> TASK DETAILS
Only lines holding "DeclSpecifiers" are wanted; copy each of them from the records below.

> TASK INPUT
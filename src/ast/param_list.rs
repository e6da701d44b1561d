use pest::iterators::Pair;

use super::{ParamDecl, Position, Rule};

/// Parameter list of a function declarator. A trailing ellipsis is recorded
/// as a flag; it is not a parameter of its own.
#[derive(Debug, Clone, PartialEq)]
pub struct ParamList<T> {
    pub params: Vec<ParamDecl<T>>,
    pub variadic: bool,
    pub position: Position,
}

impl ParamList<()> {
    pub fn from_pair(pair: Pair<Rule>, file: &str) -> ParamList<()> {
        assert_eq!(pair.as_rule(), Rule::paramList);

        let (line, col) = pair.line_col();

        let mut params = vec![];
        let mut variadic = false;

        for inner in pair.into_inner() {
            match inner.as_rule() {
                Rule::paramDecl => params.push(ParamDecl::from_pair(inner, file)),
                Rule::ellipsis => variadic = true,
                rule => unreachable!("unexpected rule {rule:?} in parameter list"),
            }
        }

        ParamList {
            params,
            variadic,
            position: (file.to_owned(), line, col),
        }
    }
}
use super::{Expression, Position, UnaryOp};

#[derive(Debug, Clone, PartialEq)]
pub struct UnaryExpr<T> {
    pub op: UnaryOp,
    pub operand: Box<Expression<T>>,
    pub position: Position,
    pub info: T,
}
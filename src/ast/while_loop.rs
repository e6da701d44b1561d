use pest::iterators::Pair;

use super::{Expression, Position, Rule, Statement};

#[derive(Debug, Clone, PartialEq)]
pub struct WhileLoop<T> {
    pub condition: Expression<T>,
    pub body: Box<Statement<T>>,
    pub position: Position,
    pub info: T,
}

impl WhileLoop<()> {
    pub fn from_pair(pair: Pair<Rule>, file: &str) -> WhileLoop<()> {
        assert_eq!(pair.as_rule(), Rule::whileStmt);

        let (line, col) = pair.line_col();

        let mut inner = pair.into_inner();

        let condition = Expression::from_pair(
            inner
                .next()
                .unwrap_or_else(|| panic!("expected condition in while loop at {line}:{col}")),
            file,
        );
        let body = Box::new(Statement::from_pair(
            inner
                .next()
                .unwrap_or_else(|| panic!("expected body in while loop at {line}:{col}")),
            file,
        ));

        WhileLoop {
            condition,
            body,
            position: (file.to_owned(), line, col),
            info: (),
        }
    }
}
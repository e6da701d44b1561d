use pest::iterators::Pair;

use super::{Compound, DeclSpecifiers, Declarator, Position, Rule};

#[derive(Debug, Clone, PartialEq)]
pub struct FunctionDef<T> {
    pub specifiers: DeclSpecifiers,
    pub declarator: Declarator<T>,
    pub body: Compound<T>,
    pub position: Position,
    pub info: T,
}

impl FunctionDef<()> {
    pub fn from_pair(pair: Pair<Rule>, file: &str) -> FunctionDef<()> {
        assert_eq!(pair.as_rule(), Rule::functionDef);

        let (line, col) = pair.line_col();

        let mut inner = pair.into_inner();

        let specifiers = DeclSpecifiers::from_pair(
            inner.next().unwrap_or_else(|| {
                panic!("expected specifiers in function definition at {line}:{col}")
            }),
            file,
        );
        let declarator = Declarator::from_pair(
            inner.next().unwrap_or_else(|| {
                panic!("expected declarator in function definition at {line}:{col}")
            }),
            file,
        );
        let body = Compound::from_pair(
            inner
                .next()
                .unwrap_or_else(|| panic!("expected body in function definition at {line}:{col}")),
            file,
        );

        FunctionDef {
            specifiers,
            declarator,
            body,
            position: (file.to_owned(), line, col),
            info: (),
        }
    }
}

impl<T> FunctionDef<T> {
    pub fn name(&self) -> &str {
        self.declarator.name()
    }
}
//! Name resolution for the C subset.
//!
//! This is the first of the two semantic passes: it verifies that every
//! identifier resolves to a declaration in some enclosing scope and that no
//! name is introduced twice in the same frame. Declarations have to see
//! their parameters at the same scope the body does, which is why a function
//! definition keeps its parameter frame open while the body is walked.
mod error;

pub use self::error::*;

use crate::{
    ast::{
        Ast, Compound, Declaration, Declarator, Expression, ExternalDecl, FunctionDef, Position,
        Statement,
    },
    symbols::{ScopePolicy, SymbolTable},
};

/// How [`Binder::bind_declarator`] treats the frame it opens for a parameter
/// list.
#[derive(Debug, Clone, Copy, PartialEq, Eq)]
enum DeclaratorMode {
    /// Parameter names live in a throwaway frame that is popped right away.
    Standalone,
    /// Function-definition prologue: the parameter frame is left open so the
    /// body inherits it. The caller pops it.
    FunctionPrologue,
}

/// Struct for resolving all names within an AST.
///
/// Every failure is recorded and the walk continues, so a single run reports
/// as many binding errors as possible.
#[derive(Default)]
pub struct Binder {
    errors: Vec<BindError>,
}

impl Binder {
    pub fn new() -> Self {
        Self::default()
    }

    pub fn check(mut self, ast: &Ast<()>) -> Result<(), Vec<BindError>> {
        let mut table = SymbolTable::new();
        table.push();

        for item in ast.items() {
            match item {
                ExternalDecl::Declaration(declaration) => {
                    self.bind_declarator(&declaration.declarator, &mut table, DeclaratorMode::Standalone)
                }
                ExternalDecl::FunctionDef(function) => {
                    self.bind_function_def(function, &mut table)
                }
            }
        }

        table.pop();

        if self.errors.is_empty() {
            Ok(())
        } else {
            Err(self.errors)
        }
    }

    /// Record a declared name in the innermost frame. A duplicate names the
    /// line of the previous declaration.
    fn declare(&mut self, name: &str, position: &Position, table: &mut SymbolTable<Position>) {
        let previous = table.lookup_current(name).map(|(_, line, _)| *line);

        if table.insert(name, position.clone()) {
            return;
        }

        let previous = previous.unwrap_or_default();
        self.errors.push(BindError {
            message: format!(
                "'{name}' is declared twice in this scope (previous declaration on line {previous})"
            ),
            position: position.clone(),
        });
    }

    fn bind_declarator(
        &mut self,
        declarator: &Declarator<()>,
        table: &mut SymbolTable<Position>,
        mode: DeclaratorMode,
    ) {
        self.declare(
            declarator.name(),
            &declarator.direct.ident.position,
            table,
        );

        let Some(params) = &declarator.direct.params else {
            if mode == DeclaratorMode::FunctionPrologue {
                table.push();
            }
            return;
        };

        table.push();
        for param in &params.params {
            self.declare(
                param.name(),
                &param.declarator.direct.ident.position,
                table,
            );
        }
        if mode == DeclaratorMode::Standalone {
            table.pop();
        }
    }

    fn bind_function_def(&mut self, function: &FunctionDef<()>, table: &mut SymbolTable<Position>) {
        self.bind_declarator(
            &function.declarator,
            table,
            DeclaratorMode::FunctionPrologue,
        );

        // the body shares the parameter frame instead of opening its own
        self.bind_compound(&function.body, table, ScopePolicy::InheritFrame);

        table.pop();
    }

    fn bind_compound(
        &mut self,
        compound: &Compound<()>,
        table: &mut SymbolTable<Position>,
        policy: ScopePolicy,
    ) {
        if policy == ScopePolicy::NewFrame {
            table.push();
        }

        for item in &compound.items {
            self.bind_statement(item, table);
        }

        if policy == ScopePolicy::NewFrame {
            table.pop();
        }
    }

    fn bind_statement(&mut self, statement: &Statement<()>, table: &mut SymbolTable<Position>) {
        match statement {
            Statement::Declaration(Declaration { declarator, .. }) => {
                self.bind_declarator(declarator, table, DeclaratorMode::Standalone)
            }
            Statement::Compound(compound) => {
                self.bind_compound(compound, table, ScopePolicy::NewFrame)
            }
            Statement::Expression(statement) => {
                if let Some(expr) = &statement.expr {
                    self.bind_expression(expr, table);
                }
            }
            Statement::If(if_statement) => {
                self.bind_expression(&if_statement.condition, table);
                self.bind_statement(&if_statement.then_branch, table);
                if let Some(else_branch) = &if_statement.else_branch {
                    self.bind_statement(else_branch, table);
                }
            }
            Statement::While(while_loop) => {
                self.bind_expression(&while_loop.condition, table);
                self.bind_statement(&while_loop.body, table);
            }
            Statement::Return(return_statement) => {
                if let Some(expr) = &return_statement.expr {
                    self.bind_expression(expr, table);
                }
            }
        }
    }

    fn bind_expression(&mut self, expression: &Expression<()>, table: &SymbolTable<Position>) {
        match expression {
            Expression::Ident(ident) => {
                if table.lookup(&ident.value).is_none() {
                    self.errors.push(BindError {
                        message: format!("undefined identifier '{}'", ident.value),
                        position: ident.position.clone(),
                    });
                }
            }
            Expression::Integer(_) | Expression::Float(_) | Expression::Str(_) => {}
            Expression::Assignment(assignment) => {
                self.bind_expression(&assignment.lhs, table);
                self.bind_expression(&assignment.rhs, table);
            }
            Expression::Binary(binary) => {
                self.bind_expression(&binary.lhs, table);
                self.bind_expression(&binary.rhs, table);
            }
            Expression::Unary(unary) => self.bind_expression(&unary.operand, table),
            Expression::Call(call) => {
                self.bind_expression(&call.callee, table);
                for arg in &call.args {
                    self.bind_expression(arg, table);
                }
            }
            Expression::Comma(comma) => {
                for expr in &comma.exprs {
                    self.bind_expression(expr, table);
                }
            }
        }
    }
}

> EXERCISE OUTPUT
use super::{Compound, DeclSpecifiers, Declarator, Position, Rule};
    pub specifiers: DeclSpecifiers,
        let specifiers = DeclSpecifiers::from_pair(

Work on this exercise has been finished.